ASSESSING RED PINE SEEDLINGS USING UAV POINT CLOUDS AND FIELD-VERIFIED DATA

Abstract. Accurate, reliable, and cost-efficient approaches to forest monitoring are critical for sustainable forest management. The use of digital photogrammetry for tree height estimation is well-known among forest managers and remote sensing researchers. Satellite remote sensing has not been very successful in providing detailed and reliable estimates of tree height. Unmanned Aerial Vehicles (UAVs) are one of the latest remote sensing platforms to get forest attributes information at very high temporal and spatial resolution. This study assessed the potential of using digital aerial photogrammetry point clouds and UAV acquired high-resolution imagery to estimate red pine seedlings' height in Adirondacks, New York.

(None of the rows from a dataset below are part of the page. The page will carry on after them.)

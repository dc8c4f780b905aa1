//! Builds immutable [`Directory`] snapshots from the notes root on disk.
//!
//! Subdirectories are read in full down to `max_depth`. Deeper ones are only
//! probed for notes and, if any exist, appear as childless placeholders that
//! [`Scanner::expand`] fills in on demand. A directory with no note anywhere
//! below it never appears in a snapshot.

pub mod concurrent;
pub mod probe;

use crate::config::NotesConfig;
use crate::domain::{Directory, Entry, NoteFile};
use probe::{Kind, Listed};
use std::path::Path;
use tracing::debug;

#[derive(Debug, Clone, PartialEq, Eq)]
pub struct Scanner {
    extension: String,
    max_depth: usize,
}

impl Scanner {
    pub fn new(extension: impl Into<String>, max_depth: usize) -> Self {
        Scanner {
            extension: extension.into(),
            max_depth,
        }
    }

    pub fn from_config(config: &NotesConfig) -> Self {
        Self::new(config.extension.clone(), config.max_depth)
    }

    pub fn extension(&self) -> &str {
        &self.extension
    }

    pub fn max_depth(&self) -> usize {
        self.max_depth
    }

    /// Scans `root` on the calling thread. Never fails; unreadable
    /// directories come back without children.
    pub fn scan(&self, root: &Path) -> Directory {
        let dir = self.scan_from(root, 0);
        debug!(root = %root.display(), children = dir.children.len(), "scan finished");
        dir
    }

    /// Reads the real children of a placeholder directory.
    ///
    /// The depth cutoff restarts at `dir`, so the result is what a fresh
    /// scan rooted there would produce.
    pub fn expand(&self, dir: &Path) -> Directory {
        self.scan_from(dir, 0)
    }

    pub(crate) fn scan_from(&self, dir: &Path, depth: usize) -> Directory {
        let listing = probe::list(dir, &self.extension);
        self.assemble(dir, listing, depth)
    }

    pub(crate) fn assemble(&self, dir: &Path, listing: Vec<Listed>, depth: usize) -> Directory {
        let children = listing
            .into_iter()
            .filter_map(|item| match item.kind {
                Kind::Note => Some(Entry::File(NoteFile::new(item.path))),
                Kind::Directory => self.materialize_directory(&item.path, depth),
            })
            .collect();

        Directory::new(dir.to_path_buf(), children)
    }

    /// Turns a subdirectory found at `depth` into an entry, or `None` if it
    /// holds no notes.
    pub(crate) fn materialize_directory(&self, path: &Path, depth: usize) -> Option<Entry> {
        if depth < self.max_depth {
            let dir = self.scan_from(path, depth + 1);
            (!dir.children.is_empty()).then_some(Entry::Directory(dir))
        } else if probe::has_content(path, &self.extension) {
            Some(Entry::Directory(Directory::placeholder(path.to_path_buf())))
        } else {
            None
        }
    }
}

Seedling's location, height, crown width, and diameter were measured from 16 fixed area sample plots, and multispectral imagery was acquired with DJI Matrice 100- UAV fitted with Micasense RedEdge-M camera. UAV was flown under clear sky conditions at 93-meter height in a single grid pattern with 80% front and side overlap. PIX4D software was used to process UAV multispectral imagery and generate Digital Surface Model (DSM) and Orthomosiac at 6.08 cm/pixel resolution along with 3D Digital Terrain Model (DTM). 3D densified point cloud layers of regeneration canopy were generated at an average density of 1.54 per m3. Seedlings were differentiated from bare ground cover through supervised image classification methods. Preliminary results of this study highlight that multispectral imagery acquired from UAVs has the potential to characterize and provide detailed structural information to estimate red pine seedlings' height.